> _Exercise brief_: Quote exactly, and only, the lines of the material below from the line with "setTimeout(setupCollapsible, 500);" through the line with "const wrapper = document.createElement('div');".

--- Data to use Enclosed Below ---

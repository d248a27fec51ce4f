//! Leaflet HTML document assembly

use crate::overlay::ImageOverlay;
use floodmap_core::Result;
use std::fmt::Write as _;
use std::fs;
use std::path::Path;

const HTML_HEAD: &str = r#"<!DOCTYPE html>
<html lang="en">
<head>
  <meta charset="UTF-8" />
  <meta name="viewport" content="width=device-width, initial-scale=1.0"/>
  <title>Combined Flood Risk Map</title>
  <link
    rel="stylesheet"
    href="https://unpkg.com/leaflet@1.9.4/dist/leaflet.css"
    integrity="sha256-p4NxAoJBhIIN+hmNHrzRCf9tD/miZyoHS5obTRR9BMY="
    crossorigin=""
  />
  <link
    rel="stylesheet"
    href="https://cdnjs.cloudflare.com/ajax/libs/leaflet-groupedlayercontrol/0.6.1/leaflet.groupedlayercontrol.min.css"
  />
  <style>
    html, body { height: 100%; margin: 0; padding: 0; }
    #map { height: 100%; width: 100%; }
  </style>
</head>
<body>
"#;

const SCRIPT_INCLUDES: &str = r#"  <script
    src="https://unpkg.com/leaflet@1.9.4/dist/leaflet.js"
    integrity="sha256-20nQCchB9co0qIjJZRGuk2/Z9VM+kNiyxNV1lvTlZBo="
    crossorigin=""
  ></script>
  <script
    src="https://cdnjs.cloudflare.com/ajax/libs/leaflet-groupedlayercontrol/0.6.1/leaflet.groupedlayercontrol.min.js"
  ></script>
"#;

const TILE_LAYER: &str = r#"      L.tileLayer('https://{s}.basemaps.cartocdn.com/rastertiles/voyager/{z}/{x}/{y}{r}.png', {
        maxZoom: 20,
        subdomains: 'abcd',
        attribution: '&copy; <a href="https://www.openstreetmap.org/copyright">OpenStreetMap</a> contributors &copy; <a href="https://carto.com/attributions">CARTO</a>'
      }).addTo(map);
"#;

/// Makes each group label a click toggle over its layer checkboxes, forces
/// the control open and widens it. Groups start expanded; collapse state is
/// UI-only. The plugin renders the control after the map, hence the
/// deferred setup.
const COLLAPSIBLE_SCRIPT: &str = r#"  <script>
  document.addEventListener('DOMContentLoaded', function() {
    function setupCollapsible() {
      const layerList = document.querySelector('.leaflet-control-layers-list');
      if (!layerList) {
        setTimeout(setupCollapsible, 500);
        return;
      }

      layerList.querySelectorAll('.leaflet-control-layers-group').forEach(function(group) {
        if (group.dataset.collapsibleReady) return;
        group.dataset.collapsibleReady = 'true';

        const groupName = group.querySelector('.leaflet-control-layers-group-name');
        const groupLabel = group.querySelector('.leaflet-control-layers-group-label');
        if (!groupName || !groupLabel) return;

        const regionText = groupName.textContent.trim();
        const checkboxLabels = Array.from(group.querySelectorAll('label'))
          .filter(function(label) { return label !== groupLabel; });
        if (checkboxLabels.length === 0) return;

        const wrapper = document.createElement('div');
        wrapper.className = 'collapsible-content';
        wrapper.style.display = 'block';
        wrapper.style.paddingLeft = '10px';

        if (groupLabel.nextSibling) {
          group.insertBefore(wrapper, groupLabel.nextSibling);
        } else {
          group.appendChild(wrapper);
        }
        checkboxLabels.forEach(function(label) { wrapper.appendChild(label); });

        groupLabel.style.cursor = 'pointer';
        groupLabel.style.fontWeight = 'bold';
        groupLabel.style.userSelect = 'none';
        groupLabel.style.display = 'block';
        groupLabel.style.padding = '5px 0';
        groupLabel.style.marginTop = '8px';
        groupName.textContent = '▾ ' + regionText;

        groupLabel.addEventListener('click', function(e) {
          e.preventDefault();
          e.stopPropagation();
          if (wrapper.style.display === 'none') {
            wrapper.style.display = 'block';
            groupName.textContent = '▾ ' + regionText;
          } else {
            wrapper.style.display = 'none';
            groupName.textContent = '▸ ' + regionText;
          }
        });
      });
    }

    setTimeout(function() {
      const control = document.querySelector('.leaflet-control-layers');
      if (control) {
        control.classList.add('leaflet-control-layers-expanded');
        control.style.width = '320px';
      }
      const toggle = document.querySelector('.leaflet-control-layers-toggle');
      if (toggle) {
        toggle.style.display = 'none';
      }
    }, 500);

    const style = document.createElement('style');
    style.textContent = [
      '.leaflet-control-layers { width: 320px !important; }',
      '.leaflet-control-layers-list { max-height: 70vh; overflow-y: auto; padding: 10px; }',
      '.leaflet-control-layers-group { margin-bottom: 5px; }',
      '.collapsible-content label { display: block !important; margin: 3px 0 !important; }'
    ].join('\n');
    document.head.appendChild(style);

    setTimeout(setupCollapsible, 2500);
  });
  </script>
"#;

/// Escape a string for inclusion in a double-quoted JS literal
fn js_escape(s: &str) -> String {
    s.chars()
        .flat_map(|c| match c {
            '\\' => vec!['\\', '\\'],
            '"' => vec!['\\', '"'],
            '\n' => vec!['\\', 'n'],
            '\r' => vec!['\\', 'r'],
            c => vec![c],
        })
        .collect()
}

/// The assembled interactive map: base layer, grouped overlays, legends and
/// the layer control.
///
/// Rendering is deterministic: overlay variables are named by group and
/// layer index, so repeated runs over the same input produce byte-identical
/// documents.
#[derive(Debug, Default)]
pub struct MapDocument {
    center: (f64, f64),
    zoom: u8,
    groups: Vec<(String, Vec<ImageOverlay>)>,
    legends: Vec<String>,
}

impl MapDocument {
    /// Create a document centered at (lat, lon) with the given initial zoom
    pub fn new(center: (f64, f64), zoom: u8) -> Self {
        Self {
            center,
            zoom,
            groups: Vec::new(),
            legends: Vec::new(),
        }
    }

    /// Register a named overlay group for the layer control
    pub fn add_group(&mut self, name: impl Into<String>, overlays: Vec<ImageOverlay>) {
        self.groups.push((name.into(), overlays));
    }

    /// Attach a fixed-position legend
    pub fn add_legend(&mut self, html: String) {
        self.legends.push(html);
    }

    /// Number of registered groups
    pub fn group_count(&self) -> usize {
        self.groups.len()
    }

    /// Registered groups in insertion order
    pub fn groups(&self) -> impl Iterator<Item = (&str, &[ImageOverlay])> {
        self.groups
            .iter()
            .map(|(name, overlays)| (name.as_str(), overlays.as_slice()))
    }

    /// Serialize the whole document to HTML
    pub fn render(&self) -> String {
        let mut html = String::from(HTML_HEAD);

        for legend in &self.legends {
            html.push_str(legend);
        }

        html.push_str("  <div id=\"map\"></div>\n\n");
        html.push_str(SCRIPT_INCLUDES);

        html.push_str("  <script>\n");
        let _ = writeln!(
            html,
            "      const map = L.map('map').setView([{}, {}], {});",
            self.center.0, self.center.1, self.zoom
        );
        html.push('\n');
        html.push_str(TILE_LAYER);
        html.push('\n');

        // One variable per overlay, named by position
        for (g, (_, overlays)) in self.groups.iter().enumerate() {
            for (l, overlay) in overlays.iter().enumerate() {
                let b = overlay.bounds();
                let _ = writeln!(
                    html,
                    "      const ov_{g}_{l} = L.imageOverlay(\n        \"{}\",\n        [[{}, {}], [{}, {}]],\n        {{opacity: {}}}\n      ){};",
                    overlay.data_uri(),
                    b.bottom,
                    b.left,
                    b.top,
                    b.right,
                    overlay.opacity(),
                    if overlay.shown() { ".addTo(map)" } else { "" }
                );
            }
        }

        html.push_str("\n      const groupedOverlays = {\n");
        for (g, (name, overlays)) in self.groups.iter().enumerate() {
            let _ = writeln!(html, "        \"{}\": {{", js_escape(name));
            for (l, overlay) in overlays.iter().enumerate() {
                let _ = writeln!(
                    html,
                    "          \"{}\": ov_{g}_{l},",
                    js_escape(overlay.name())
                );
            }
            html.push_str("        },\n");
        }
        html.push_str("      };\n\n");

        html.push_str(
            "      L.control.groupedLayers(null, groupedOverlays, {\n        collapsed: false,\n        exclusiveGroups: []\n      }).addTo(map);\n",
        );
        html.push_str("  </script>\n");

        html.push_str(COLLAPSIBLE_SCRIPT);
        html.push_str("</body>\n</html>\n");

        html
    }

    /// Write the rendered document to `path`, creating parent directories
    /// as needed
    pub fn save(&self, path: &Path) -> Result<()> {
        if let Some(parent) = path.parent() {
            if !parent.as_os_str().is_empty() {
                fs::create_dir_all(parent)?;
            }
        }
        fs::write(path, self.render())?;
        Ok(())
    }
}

--- End of Enclosed Data to use ---

> _Response for this exercise_:
        setTimeout(setupCollapsible, 500);
        return;
      }

      layerList.querySelectorAll('.leaflet-control-layers-group').forEach(function(group) {
        if (group.dataset.collapsibleReady) return;
        group.dataset.collapsibleReady = 'true';

        const groupName = group.querySelector('.leaflet-control-layers-group-name');
        const groupLabel = group.querySelector('.leaflet-control-layers-group-label');
        if (!groupName || !groupLabel) return;

        const regionText = groupName.textContent.trim();
        const checkboxLabels = Array.from(group.querySelectorAll('label'))
          .filter(function(label) { return label !== groupLabel; });
        if (checkboxLabels.length === 0) return;

        const wrapper = document.createElement('div');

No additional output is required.